Scorrendo le nostre bacheche social non è raro trovare video e foto di interazioni malsane tra esseri umani e animali selvatici: delfini abbracciati, elefanti coccolati, ghepardi sul divano o volpi alimentate. Questo tipo di materiale suscita tantissimo consenso e approvazione tra gli utenti, ma cosa c’è davvero dietro a queste immagini? E perché non dovremmo condividerle online?
Questi video sono senza dubbio divulgati con intenti positivi, spinti dalla credenza che “tutti gli animali meritino amore”, che “tutti gli animali siano uguali”, insomma, nessuna differenza tra un cane e un delfino ma purtroppo hanno conseguenze spiacevoli e spesso sconosciute per gli stessi animali. L’utente medio che viene a contatto con immagini in cui è presente un’interazione tra un umano e un selvatico non ha conoscenze sulla specie e viene quindi erroneamente informato dell’idea che quella specie sia docile e tenera, e quei video vanno quindi ad inquinare una conoscenza biologica ed etologica dell’animale, già di per sé scarsa e traballante.
Immagini e video che presentano un contatto tra umani e selvatici, mandano l’errato messaggio che l’interazione tra animali non convenzionali e umani sia positiva e curiosa e che sia emozionante la presunta empatia e relazione affettiva che sembra esserci tra l’animale selvatico e l’Uomo. Ma in realtà non è altro che ricatto alimentare o connesso all’imprinting. Indipendentemente da come vengano trattati questi animali, la realtà è che vengono collocati in ambienti innaturali e fatti interagire con l’Uomo esclusivamente per il divertimento umano. Inoltre, gli esperti hanno dimostrato che l’uso di primati sullo schermo incoraggi effettivamente il commercio illegale di animali selvatici (pet-trade). Si stima che ogni anno 3000 primati vengano commercializzati a causa del desiderio di possedere una scimmia come pet.

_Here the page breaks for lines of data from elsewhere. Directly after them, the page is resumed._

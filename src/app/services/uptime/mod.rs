//! Per-station uptime computation
//!
//! Consumes the parser's validated output and produces an integer uptime
//! percentage for every declared station. Pure data-in/data-out: the
//! calculator has no failure modes because its inputs are pre-validated.

pub mod calculator;
pub mod interval;

#[cfg(test)]
pub mod tests;

// Re-export the calculation entry points
pub use calculator::compute_uptime;
pub use interval::{Interval, merge_intervals, total_covered};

Un recente studio sui film usciti tra il 1990 e il 2013, ha trovato 70 film in cui apparivano delle scimmie come “attori”. Lo studio ha rilevato che, più della metà delle volte, gli animali sono stati mostrati vestiti, compiendo azioni umane e “sorridendo”, il 19% delle volte. Peccato che quello non sia un vero sorriso. I primatologi sanno bene che i primati eseguono la smorfia che noi intendiamo come sorriso (labbra aperte e mostrare i denti), in realtà come espressione di paura o sottomissione. Insomma, una doppia diseducazione a cui siamo stati tutti sottoposti fin da piccoli davanti a quei film e video.
Ci sono numerosi studi scientifici che hanno dimostrato, infatti, come i film in cui gli animali selvatici venivano rappresentati in modo antropomorfizzato ed in cui erano presenti interazioni tra essere umano e animale, facevano perdere la percezione sul rischio di estinzione di quegli animali. La maggior parte del pubblico, quindi, crede che gli scimpanzé siano meno a rischio di estinzione degli orango, solo perché nei film sono più presenti scimpanzé a contatto con l’Uomo, rispetto agli orango.
E noi come utenti social abbiamo il potere di cambiare il destino di questi animali. Quella che noi sembra una semplice azione “carina” ha in realtà conseguenze spiacevoli per gli stessi animali che in realtà vorremmo proteggere. Un semplice like o una semplice condivisione sui social può diseducare altre persone, può far passare un messaggio sbagliato e invece di educare all’empatia e all’amore, stiamo in realtà innescando il desiderio, tra i nostri amici meno consapevoli di noi, di possedere una zebra come animale domestico! Basta poco per invertire la rotta. Pensiamoci!